Which lines of the entries below contain the string "FromStr"? Copy each one.

───── Provided data ─────

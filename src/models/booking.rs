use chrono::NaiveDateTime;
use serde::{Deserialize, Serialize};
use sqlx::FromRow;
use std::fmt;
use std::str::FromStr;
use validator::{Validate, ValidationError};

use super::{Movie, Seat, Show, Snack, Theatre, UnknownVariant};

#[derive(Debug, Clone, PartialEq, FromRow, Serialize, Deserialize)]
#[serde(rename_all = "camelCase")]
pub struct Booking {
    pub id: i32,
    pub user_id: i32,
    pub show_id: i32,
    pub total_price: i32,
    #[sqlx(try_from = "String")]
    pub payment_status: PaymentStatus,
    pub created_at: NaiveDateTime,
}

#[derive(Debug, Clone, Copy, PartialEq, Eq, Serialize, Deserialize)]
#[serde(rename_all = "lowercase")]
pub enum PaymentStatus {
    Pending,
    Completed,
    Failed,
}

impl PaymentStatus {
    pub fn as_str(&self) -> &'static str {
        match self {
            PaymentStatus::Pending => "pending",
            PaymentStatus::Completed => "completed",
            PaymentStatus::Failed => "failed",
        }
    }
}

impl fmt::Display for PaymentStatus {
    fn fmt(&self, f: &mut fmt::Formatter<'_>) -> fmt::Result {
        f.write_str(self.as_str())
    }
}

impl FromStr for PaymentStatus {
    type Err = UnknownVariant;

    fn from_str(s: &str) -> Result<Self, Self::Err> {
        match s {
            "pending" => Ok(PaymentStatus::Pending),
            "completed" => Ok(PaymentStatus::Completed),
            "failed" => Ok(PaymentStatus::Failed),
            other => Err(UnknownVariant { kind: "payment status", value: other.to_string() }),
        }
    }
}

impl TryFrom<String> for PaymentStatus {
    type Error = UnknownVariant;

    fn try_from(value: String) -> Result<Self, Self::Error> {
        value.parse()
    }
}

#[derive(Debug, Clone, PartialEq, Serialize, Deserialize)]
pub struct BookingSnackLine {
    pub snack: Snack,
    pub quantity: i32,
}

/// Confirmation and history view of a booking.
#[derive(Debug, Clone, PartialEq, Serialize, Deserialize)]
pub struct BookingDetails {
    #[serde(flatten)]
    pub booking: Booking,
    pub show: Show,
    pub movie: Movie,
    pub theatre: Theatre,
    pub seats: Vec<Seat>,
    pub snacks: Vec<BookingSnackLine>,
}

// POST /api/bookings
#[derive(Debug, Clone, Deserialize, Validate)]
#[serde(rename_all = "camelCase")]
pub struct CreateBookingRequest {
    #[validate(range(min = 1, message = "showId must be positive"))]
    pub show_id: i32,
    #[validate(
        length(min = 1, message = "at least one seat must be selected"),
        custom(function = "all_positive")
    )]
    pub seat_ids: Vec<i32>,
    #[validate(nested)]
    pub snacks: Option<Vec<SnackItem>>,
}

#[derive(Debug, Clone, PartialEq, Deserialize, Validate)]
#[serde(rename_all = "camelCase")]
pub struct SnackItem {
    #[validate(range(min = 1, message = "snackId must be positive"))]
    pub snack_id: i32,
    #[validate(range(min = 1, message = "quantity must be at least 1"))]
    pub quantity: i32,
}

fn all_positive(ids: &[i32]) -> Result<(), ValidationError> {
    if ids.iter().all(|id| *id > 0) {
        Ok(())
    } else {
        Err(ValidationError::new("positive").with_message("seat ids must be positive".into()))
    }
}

─────

**Worked solution**
use std::str::FromStr;
impl FromStr for PaymentStatus {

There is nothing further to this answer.